I had high hopes when I saw the opening quote for the tale.  Most authors go with Shakespeare, or Poe, or if they’re feeling particularly epic, the Bible.  Oppengaard went instead with Strunk and White’s Elements of Style, an interesting and unusual choice.*  But it soon became clear that the quote had been forced into service to give the story something it lacked: a sense of urgency and nervousness, which, I think we all would agree, is kind of essential for this type of novel. 

When the book opens, its protagonist, Nelson, is returning from a nice morning of fishing, but the home he returns to is far too quiet.  His wife Jordan has committed suicide, overdosing on pills while he fished.  Nelson is distraught, but not terribly surprised; not because Jordan has been depressed but because suicide has taken the lives of most of the world’s population.  Known only as the Despair, it came upon mankind suddenly, driving the happy and sad alike into sudden acts of self-harm; after a pleasant breakfast, a businessman might head into the office, or he might jump off the local water tower.  There is no accounting for who chooses to live and who chooses to die.  Those who have managed to resist the urge live scattered and in fear of the Collectors, seemingly inhuman figures who come for the bodies of those who have ended their own lives.  The impulsive decision to keep the Collectors from his wife’s body sends Nelson on a cross-country trip to the heart of the Despair and the source of it all.

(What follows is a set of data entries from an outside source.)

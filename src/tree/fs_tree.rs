//! tree::fs_tree
//!
//! Filesystem-backed tree.

use std::fs;
use std::path::{Path, PathBuf};

use super::traits::{split_lines, Tree, TreeError};

/// A tree rooted at a project directory.
///
/// All paths passed to the trait methods are resolved relative to the root.
///
/// # Example
///
/// ```no_run
/// use std::path::Path;
/// use newsworthy::tree::{FsTree, Tree};
///
/// let tree = FsTree::new("/path/to/project");
/// let lines = tree.read_lines(Path::new("NEWS"))?;
/// # Ok::<(), newsworthy::tree::TreeError>(())
/// ```
#[derive(Debug)]
pub struct FsTree {
    /// Project root directory.
    root: PathBuf,
}

impl FsTree {
    /// Create a tree rooted at `root`.
    pub fn new(root: impl Into<PathBuf>) -> Self {
        Self { root: root.into() }
    }

    /// The project root directory.
    pub fn root(&self) -> &Path {
        &self.root
    }

    fn resolve(&self, path: &Path) -> PathBuf {
        self.root.join(path)
    }
}

impl Tree for FsTree {
    fn read_lines(&self, path: &Path) -> Result<Vec<String>, TreeError> {
        let full = self.resolve(path);
        let bytes = fs::read(&full).map_err(|source| {
            if source.kind() == std::io::ErrorKind::NotFound {
                TreeError::NotFound { path: full.clone() }
            } else {
                TreeError::ReadError {
                    path: full.clone(),
                    source,
                }
            }
        })?;
        let content =
            String::from_utf8(bytes).map_err(|_| TreeError::Decode { path: full })?;
        Ok(split_lines(&content))
    }

    fn write_lines(&mut self, path: &Path, content: &str) -> Result<(), TreeError> {
        let full = self.resolve(path);
        fs::write(&full, content).map_err(|source| TreeError::WriteError {
            path: full,
            source,
        })
    }
}

#[cfg(test)]
mod tests {
    use super::*;

    #[test]
    fn read_write_roundtrip() {
        let dir = tempfile::tempdir().unwrap();
        let mut tree = FsTree::new(dir.path());
        tree.write_lines(Path::new("NEWS"), "1.2.3\tUNRELEASED\n\n").unwrap();
        let lines = tree.read_lines(Path::new("NEWS")).unwrap();
        assert_eq!(lines, vec!["1.2.3\tUNRELEASED\n", "\n"]);
    }

    #[test]
    fn missing_file_is_not_found() {
        let dir = tempfile::tempdir().unwrap();
        let tree = FsTree::new(dir.path());
        assert!(matches!(
            tree.read_lines(Path::new("NEWS")),
            Err(TreeError::NotFound { .. })
        ));
    }

    #[test]
    fn non_utf8_is_decode_error() {
        let dir = tempfile::tempdir().unwrap();
        fs::write(dir.path().join("NEWS"), [0xff, 0xfe, 0x00]).unwrap();
        let tree = FsTree::new(dir.path());
        assert!(matches!(
            tree.read_lines(Path::new("NEWS")),
            Err(TreeError::Decode { .. })
        ));
    }
}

Despite its lofty themes, the story lacks any real pressure or tension, largely due to the laid-back, it-is-how-it-is attitudes of its two main characters, Nelson and his neighbor, Pops.  Dead wife?  Bummer, man.  Horde of crazy cultists?  Eh, we’ll figure it out.  These personality traits make sense; in order to survive the overwhelming death and collapse of civilization around them, they must adopt a, shall we say, thicker skin.  But that survival instinct makes for a less-than-thrilling ride.  The decision to place the story in what seems like the near future – cars have voice controlled windows, but nothing else seems different? – just confuses the reader further.  The Collectors show up infrequently, with no explanation given as to how they know the dead bodies are there, or why they want them, or any other question you might have.**

By the time Nelson finally gets to his destination, the reader has grown accustomed to a plodding pace.  Then BAM!, a major plot point comes at you like a wayward water balloon.  Having found a cell of resistance, Nelson is asked – told? he doesn’t really get a choice, they just kind of assume he’ll do it – to go on a suicide mission to destroy the Collectors’ HQ.  He agrees instantly, and no thought is given to why this man who has so far completely resisted the urge to hurt himself, who has shown nothing but the strongest sense of survival, is so willing to just end it.  One minute he’s walking in the door, the next he’s on a barge taking the all those collected bodies to the source of, well, the Source.*** 

 From there it dissolves into a lot of light and a lot of humming and a lot of shady and half-formed explanations for the Despair and the Collectors and what it all means.  It’s not very satisfying, but fortunately, by that point, you don’t really care much about what it all means.  And that’s no way to thrill anyone.

LENGTH: 304 pages
MAINSTREAM OR NOT: No.
SO, SHOULD I READ IT OR NOT?: Nah.  It’s an interesting concept but lacks any depth and ends without any sense of conclusion or even explanation.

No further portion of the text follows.